Era o tempo em que pegava nos bichos-de-conta, minhocas, lagartas da seda e sei lá mais o quê, sem medo e sem lhes fazer mal, a brincar com eles, sem lhes perceber o medo. Tempo em que, sem nojo, fazia caracóis passear nas minhas mãos e lhes encurtava os corninhos ao toque suave de meu dedo pequenino.

Entendo o passar do tempo na agonia da recordação. Certo é que não entendo algumas melancolias, mas não me atormento. Deixei de pensar na infância triste, adolescência mais que triste a que juntei uma enorme insegurança e na minha fase adulta. Guardo tudo isso em baús que, à falta de odiadas fechaduras, encerro com pregos possíveis de arrancar.

Náusea é a palavra adequada. Não gosto de olhar para trás, mas algumas recordações lutam desmesuradamente pela actualidade e vão-se escapando para o futuro, onde me surpreendem mal coloco o pezinho nele.
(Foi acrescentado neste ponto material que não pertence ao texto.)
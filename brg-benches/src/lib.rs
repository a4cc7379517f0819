//! Benchmark support crate for brg.
//!
//! Provides parameter types and graph fixtures for the Criterion benchmarks
//! covering generation (both generators) and the analysis stages.

pub mod error;
pub mod fixtures;
pub mod params;
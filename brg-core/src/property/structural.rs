//! Structural checks on a single generated edge list.

use proptest::test_runner::{TestCaseError, TestCaseResult};

use super::types::GeneratorFixture;

/// Checks edge count, canonical endpoints, bounds, and source ordering.
pub(super) fn run_structural_property(fixture: GeneratorFixture) -> TestCaseResult {
    let brg = fixture.brg();
    let report = brg.generate_with_report();
    let node_count = brg.node_count().get();

    if report.edges.len() > node_count {
        return Err(TestCaseError::fail(format!(
            "{fixture:?}: {} edges exceed node count {node_count}",
            report.edges.len()
        )));
    }
    if report.edges.len() != report.attachment.attachment_events {
        return Err(TestCaseError::fail(format!(
            "{fixture:?}: {} edges for {} attachment events",
            report.edges.len(),
            report.attachment.attachment_events
        )));
    }
    if report.attachment.rank_sum != 2 * node_count {
        return Err(TestCaseError::fail(format!(
            "{fixture:?}: rank sum {} != {}",
            report.attachment.rank_sum,
            2 * node_count
        )));
    }

    for (index, edge) in report.edges.iter().enumerate() {
        if edge.v0() > edge.v1() || edge.v1() >= fixture.vertex_count {
            return Err(TestCaseError::fail(format!(
                "{fixture:?}: edge {index} ({edge}) is out of bounds"
            )));
        }
    }
    if report.edges.windows(2).any(|pair| pair[0].v0() > pair[1].v0()) {
        return Err(TestCaseError::fail(format!(
            "{fixture:?}: edges are not grouped by ascending source"
        )));
    }

    let loops = report.edges.iter().filter(|edge| edge.is_self_loop()).count();
    if loops != report.self_loops {
        return Err(TestCaseError::fail(format!(
            "{fixture:?}: {loops} self-loop edges but contraction reported {}",
            report.self_loops
        )));
    }
    Ok(())
}
//! Block contraction of the intermediate multigraph.
//!
//! Super-node `i` owns the contiguous block `[i * M, (i + 1) * M)` of
//! intermediate nodes. Each stored neighbour reference `a -> b` with `b >= a`
//! becomes a super-edge `i -> b / M`; references into a later block are also
//! mirrored onto that block's list so every cross-block connection is visible
//! from both endpoints. Links inside one block fold into a self-loop on the
//! super-node.

use std::num::NonZeroUsize;

use tracing::{debug, instrument};

use crate::attachment::IntermediateAdjacency;

/// Neighbour lists of the contracted graph, indexed by super-node.
#[derive(Debug, Clone, PartialEq, Eq)]
pub struct SuperAdjacency {
    neighbours: Vec<Vec<usize>>,
}

impl SuperAdjacency {
    /// Number of super-nodes.
    #[must_use]
    pub fn len(&self) -> usize {
        self.neighbours.len()
    }

    /// Returns `true` when there are no super-nodes.
    #[must_use]
    pub fn is_empty(&self) -> bool {
        self.neighbours.is_empty()
    }

    /// Neighbours of `super_node` in append order, or an empty slice when out
    /// of range.
    #[must_use]
    pub fn neighbours(&self, super_node: usize) -> &[usize] {
        self.neighbours.get(super_node).map_or(&[], Vec::as_slice)
    }

    /// Iterates `(super_node, neighbours)` in ascending index order.
    pub fn iter(&self) -> impl Iterator<Item = (usize, &[usize])> + '_ {
        self.neighbours
            .iter()
            .enumerate()
            .map(|(index, list)| (index, list.as_slice()))
    }

    /// Counts super-node self-loops.
    #[must_use]
    pub fn self_loop_count(&self) -> usize {
        self.iter()
            .map(|(index, list)| list.iter().filter(|&&other| other == index).count())
            .sum()
    }
}

/// Contracts `adjacency` into `vertex_count` super-nodes of `block_size`
/// intermediate nodes each.
///
/// `adjacency` is expected to hold `vertex_count * block_size` nodes, as
/// produced by [`crate::build_attachment`]. References outside that range are
/// ignored.
///
/// # Examples
/// ```
/// use std::num::NonZeroUsize;
/// use brg_core::{UniformStream, build_attachment, contract};
///
/// let vertices = NonZeroUsize::new(3).expect("non-zero");
/// let block = NonZeroUsize::new(4).expect("non-zero");
/// let nodes = vertices.checked_mul(block).expect("fits");
/// let graph = build_attachment(nodes, &mut UniformStream::new(1));
/// let contracted = contract(graph.adjacency(), vertices, block);
/// assert_eq!(contracted.len(), 3);
/// ```
#[instrument(
    name = "core.contract",
    skip_all,
    fields(vertex_count = vertex_count.get(), block_size = block_size.get()),
)]
pub fn contract(
    adjacency: &IntermediateAdjacency,
    vertex_count: NonZeroUsize,
    block_size: NonZeroUsize,
) -> SuperAdjacency {
    let vertex_count = vertex_count.get();
    let block_size = block_size.get();
    let mut neighbours = vec![Vec::new(); vertex_count];

    for super_node in 0..vertex_count {
        let block_start = super_node * block_size;
        let block_end = block_start + block_size;
        for node in block_start..block_end {
            for &other in adjacency.neighbours(node) {
                let other_block = other / block_size;
                if other_block >= vertex_count {
                    continue;
                }
                if other >= node {
                    if let Some(list) = neighbours.get_mut(super_node) {
                        list.push(other_block);
                    }
                }
                if other >= block_end {
                    if let Some(list) = neighbours.get_mut(other_block) {
                        list.push(super_node);
                    }
                }
            }
        }
    }

    let contracted = SuperAdjacency { neighbours };
    debug!(
        self_loops = contracted.self_loop_count(),
        "contraction completed"
    );
    contracted
}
Então eu deixo!, vou fazer o quê? Agarrar nelas embrulhá-las num cobertor e deitá-las ao mar, agarradas a uma pesada âncora?

Logo me verei sentada nas escarpas, olhando o solo esverdeado por entre brumas a desfazer-se, ou a tentar não cair pela largura de um pneu inchado - a ameaçar escapulir-se de meus dedos – em terror de ser engolida pelas águas vivas e ameaçadoras de um mar revolto. Verei meu olhar preso àquela figura escura, recortada por imensas estrelinhas brilhantes, que se afasta de mim, em seguras braçadas, desaparecendo e aparecendo, confundindo o meu pequenino coração em sobressalto de solidão e alegria de reencontro. Sentirei a mistura do desespero de ser esquecida e a alegria de ser lembrada, sempre no silencioso grito, como se nada se passasse, tudo estivesse bem. E estava! Tudo estava bem, quando seu rosto magro e lindo surgia junto a mim, à distância de meu abraço e, ouvia seu riso calmo. Deixava cair meu rosto em seus ombros molhados e, nunca desmentindo a certeza de me achar corajosa, deixava-o transportar-me à areia quente onde se estendia ao meu lado.

Sentada, brincava com a areia, que teimava agarrar-se ao corpo, olhava aquela água, já longe de mim, pressentia-lhe mistério no som que me deleitava e, de olhos extasiados, sonhava a sua medonha beleza.

Tudo se torna fácil de relembrar, porque não esquecido, apenas não gosto de rever certo filmes, outros… o tempo se encarrega de repassar.

E agora vou às comprinhas, vestida de doces recordações de cheiros de relva e terra e mar e areia quente, cheia de mim, criança, adolescente e adulta.

Aos poucos, por entre a música que se fizer ouvir no carro e no desejo de viajar incessantemente, em vórtice enfraquecido regressarei ao hoje que tudo encerra, mas a sorrir.